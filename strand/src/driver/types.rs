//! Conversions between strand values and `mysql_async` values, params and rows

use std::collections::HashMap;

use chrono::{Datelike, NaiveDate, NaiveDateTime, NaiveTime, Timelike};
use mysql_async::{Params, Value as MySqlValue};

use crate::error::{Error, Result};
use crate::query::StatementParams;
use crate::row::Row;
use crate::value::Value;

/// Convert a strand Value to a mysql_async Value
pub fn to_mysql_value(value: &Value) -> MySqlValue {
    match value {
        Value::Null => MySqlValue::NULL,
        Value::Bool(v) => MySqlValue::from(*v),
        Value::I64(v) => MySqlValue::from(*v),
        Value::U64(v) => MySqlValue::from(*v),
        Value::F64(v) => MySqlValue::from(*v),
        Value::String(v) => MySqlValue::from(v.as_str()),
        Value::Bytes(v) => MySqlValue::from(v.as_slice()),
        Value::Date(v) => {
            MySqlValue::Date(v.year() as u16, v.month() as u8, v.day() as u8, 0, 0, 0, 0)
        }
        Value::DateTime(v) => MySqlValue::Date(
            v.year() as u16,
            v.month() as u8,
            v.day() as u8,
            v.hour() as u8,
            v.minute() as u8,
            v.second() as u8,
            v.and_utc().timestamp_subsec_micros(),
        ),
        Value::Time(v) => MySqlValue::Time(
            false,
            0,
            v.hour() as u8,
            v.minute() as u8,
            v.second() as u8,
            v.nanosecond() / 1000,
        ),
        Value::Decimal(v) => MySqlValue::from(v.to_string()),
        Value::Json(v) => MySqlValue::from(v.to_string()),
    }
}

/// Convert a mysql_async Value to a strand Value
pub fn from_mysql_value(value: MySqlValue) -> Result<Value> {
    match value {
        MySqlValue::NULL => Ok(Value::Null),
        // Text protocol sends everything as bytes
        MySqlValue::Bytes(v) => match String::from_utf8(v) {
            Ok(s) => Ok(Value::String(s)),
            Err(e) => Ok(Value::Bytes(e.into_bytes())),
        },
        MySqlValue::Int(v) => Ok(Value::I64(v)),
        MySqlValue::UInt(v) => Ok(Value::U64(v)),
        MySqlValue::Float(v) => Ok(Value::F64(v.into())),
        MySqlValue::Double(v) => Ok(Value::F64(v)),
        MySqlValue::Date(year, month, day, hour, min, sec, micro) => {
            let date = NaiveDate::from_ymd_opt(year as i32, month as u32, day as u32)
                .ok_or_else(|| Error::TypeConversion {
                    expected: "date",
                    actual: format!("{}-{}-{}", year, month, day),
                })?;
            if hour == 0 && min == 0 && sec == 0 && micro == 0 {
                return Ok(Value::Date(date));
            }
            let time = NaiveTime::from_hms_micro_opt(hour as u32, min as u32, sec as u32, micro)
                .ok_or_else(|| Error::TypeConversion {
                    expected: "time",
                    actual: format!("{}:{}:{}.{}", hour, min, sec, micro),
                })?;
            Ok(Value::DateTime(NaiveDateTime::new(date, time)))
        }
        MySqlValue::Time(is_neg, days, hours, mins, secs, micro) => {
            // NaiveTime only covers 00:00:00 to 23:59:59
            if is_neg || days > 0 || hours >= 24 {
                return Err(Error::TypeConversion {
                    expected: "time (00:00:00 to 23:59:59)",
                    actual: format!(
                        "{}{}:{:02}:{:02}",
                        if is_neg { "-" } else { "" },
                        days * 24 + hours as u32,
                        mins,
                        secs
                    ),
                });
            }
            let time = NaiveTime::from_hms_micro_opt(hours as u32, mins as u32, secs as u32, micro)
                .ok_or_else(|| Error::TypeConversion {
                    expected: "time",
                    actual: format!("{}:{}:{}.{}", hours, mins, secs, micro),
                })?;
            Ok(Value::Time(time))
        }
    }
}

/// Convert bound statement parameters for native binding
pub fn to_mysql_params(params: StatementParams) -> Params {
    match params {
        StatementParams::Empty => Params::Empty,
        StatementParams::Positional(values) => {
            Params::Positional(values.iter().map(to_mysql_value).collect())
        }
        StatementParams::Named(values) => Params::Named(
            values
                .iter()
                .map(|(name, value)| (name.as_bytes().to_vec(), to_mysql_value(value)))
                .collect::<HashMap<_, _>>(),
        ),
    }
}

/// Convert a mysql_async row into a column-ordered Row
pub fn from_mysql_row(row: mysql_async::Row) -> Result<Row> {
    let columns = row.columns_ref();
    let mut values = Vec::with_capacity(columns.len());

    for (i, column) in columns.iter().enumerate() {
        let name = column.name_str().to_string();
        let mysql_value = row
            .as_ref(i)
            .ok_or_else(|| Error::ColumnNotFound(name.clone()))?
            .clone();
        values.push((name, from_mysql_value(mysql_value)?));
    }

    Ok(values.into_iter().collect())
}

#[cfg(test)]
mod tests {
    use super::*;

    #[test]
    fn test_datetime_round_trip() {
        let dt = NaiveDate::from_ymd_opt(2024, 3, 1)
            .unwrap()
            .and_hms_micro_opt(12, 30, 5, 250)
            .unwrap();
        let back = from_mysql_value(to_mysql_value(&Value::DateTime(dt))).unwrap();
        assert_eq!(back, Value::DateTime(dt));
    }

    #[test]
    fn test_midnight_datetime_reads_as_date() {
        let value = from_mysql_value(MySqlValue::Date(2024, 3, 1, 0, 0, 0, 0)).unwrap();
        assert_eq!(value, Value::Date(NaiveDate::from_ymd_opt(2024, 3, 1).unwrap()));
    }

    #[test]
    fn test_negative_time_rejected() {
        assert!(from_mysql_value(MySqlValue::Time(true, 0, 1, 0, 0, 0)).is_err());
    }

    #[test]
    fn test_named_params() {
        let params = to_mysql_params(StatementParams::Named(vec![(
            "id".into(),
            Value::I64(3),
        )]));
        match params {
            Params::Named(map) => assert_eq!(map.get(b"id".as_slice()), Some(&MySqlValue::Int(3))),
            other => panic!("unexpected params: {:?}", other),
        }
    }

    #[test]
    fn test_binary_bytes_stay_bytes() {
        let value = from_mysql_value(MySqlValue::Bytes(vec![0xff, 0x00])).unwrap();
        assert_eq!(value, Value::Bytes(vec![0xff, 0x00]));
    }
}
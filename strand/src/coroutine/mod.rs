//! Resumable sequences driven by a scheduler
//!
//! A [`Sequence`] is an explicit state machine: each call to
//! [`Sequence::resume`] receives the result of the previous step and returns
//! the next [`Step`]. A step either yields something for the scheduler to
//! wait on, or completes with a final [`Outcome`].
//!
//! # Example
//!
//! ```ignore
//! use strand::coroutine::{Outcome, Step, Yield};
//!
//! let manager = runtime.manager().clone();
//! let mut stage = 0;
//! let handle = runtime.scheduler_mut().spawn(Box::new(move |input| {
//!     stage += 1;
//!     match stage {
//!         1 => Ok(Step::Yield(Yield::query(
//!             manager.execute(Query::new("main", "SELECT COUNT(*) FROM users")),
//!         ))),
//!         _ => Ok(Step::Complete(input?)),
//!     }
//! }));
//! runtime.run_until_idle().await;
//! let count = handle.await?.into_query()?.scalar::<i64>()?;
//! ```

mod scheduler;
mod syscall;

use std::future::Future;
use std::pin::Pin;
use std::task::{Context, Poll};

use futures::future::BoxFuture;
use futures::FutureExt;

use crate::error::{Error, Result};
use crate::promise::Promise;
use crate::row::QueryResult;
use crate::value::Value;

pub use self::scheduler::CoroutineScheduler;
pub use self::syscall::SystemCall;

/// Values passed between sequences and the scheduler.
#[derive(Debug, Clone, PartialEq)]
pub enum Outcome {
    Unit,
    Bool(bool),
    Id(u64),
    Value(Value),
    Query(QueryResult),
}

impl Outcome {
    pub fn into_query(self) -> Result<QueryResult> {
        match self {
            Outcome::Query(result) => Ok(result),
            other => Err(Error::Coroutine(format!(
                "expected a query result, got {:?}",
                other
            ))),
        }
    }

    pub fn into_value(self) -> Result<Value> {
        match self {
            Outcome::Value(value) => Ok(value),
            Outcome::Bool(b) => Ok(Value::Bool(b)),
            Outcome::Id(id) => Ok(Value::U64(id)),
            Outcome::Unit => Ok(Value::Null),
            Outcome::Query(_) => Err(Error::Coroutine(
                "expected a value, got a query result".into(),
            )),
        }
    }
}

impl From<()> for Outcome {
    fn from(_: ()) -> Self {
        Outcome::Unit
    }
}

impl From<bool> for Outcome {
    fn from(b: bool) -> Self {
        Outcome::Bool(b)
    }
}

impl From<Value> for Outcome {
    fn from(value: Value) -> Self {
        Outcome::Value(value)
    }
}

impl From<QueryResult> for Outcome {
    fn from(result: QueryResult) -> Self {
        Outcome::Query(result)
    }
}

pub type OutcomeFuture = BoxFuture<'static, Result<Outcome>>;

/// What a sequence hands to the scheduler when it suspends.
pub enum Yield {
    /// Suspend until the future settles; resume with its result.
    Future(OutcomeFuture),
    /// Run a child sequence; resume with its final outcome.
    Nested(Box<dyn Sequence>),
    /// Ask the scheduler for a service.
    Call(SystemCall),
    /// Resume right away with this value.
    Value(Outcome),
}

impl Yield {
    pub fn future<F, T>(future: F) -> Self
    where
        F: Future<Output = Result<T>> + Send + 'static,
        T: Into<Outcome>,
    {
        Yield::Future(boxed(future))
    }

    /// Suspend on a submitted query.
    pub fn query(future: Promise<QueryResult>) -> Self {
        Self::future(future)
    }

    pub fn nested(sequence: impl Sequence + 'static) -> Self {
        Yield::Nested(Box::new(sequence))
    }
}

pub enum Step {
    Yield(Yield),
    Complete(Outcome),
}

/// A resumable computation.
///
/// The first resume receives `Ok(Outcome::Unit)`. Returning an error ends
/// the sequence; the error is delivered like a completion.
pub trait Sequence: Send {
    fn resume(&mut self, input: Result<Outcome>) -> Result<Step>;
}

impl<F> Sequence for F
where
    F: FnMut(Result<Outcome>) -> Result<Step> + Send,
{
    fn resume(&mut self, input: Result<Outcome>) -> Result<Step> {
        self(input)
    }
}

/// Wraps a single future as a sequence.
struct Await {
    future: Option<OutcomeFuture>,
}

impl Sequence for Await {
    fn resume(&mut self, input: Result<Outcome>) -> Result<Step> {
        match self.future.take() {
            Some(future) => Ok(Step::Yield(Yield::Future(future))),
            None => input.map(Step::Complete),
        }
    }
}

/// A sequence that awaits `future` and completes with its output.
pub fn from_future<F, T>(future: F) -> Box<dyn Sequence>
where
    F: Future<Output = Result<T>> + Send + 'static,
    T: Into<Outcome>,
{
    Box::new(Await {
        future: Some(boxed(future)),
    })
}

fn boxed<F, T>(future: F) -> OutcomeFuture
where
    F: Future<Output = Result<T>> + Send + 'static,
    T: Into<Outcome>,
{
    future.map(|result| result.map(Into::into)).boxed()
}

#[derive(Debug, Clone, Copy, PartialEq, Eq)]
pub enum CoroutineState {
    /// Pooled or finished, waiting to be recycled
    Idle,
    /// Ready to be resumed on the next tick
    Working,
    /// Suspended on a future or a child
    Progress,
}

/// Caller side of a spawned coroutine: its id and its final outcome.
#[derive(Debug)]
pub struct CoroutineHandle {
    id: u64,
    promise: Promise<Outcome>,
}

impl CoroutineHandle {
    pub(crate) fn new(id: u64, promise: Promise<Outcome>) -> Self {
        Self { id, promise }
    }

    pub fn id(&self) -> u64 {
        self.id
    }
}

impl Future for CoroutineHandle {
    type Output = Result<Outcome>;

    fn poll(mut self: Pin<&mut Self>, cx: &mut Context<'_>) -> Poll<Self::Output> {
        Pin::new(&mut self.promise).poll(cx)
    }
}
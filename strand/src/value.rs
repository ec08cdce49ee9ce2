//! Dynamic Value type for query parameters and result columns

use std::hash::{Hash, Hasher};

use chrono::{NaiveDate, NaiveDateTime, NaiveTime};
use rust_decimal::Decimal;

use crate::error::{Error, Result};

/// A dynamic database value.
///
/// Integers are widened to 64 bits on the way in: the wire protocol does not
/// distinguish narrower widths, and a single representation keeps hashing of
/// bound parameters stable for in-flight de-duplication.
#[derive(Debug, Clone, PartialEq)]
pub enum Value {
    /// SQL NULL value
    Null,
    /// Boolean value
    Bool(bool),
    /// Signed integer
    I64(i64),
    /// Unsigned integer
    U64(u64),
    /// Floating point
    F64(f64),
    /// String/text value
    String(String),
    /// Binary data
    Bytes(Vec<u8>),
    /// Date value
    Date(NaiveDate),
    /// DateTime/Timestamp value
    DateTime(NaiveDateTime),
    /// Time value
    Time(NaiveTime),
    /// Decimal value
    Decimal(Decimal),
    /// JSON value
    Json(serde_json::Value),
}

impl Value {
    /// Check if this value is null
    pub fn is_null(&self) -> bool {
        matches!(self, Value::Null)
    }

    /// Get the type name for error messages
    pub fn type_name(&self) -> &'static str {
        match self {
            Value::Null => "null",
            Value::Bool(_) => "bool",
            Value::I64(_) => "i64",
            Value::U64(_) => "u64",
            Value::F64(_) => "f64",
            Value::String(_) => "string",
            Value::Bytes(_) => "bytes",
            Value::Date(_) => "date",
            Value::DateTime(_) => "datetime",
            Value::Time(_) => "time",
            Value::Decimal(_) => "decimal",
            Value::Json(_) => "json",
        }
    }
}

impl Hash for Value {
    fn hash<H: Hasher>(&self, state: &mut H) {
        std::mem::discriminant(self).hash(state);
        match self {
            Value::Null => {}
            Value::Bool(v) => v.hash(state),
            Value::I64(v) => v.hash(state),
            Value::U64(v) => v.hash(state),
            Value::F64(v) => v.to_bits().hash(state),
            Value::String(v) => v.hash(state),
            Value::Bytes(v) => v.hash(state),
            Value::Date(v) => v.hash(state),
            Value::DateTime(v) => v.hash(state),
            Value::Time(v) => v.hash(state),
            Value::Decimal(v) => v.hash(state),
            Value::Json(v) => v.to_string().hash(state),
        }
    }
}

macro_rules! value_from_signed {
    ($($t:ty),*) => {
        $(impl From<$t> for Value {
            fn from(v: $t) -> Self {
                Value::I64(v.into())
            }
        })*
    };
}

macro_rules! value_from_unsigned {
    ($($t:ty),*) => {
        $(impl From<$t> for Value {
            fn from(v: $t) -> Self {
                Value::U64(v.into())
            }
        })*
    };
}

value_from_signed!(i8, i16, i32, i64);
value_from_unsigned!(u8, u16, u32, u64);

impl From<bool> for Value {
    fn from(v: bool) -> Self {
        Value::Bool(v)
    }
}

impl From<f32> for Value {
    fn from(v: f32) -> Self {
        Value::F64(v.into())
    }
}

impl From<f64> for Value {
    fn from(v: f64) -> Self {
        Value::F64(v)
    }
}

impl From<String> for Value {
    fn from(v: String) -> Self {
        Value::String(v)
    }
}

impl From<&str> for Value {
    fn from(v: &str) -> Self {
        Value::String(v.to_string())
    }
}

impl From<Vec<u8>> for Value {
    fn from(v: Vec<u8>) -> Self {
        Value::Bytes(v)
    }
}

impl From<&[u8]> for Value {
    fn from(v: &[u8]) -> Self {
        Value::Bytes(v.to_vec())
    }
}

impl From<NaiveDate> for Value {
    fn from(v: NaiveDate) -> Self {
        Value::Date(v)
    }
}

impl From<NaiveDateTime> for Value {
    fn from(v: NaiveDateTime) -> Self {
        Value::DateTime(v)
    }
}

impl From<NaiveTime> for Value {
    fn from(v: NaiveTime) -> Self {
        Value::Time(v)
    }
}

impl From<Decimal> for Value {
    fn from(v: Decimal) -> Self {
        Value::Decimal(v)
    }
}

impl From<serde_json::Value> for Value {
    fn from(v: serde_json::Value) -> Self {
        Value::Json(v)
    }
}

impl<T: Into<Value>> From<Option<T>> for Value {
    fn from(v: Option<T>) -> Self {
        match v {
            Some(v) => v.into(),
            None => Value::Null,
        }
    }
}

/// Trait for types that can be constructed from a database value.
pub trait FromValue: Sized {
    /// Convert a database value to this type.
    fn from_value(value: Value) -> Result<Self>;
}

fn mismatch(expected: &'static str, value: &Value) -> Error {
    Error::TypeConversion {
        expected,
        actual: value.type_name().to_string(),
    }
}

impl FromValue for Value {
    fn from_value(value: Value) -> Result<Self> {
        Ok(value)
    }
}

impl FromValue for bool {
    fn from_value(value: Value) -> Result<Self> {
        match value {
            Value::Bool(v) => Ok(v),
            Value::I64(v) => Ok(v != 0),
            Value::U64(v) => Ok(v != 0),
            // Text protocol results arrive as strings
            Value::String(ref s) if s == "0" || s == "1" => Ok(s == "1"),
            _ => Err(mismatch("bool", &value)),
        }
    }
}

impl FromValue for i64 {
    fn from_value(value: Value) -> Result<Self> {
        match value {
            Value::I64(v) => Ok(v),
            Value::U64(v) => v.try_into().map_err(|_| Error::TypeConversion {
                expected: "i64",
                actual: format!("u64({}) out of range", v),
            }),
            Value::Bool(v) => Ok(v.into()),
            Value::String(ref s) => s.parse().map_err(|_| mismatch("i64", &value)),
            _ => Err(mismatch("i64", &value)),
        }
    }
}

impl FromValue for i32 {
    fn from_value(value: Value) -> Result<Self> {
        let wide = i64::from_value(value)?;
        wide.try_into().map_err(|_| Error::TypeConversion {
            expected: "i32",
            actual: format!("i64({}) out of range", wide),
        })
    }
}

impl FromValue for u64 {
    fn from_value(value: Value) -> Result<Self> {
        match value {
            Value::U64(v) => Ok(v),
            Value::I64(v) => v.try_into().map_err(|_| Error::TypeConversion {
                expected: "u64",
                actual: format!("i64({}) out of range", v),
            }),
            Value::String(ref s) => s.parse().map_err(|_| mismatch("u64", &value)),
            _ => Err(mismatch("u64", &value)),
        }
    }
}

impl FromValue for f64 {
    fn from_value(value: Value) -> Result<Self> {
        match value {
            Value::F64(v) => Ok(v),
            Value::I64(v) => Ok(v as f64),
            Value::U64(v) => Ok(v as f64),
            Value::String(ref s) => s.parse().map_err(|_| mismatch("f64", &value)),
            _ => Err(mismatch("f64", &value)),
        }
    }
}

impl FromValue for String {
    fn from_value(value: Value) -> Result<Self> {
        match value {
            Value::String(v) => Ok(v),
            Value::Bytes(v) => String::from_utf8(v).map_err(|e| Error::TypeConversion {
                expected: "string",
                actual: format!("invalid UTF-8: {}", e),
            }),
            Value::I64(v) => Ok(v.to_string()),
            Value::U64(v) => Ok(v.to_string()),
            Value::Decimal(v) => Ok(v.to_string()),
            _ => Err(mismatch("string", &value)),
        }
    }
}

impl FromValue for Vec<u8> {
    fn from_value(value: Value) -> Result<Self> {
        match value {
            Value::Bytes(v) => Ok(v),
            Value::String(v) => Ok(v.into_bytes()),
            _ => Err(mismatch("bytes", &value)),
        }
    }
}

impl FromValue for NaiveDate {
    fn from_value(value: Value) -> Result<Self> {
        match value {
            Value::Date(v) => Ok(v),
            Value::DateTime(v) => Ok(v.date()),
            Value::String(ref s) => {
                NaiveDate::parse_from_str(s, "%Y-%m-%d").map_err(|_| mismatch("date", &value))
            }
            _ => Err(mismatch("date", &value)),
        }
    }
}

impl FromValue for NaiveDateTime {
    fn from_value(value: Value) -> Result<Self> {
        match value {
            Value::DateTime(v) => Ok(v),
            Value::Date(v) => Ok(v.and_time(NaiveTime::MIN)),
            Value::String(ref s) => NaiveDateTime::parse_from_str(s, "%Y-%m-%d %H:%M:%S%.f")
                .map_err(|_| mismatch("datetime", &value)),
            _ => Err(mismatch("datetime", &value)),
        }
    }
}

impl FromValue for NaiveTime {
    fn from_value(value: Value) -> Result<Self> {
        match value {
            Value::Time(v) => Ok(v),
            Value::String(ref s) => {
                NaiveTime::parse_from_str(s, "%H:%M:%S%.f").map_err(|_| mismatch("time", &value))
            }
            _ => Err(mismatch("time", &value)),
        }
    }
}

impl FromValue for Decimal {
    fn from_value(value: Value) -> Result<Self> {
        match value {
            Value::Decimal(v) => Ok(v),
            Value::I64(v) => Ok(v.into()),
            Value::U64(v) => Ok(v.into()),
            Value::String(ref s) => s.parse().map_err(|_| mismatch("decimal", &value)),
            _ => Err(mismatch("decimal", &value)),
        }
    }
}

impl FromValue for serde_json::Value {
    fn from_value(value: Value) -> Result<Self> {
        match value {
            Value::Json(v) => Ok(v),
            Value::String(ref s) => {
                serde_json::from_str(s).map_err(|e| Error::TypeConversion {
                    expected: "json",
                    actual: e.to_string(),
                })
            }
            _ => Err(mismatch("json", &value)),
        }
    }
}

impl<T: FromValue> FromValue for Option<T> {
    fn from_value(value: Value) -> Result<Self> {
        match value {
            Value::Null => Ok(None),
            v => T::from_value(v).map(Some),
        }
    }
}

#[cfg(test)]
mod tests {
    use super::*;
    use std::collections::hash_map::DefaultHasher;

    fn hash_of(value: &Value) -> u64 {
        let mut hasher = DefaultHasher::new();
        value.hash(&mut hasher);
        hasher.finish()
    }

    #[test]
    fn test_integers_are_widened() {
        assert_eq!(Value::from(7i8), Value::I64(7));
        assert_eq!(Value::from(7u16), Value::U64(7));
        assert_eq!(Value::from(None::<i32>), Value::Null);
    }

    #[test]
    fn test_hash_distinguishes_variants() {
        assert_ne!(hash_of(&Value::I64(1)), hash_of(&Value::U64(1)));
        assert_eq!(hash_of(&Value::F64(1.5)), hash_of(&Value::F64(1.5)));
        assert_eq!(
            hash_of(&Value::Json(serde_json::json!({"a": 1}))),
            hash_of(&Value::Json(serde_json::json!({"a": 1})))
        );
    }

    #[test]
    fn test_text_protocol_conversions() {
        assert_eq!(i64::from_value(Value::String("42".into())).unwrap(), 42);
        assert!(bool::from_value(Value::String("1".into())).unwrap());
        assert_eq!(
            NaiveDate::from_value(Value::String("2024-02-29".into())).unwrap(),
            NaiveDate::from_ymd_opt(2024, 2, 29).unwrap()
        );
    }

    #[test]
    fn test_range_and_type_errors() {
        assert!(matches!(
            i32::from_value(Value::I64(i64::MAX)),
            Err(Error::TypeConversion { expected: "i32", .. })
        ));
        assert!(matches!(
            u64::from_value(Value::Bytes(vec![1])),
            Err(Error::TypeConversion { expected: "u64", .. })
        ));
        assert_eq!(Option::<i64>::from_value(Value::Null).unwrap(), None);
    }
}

● ● ● ● ● ● ●

**WORK REQUEST**
Looking at the records above, tally the lines holding "parameters" and reply with that number only.

**RESPONSE BOX**
3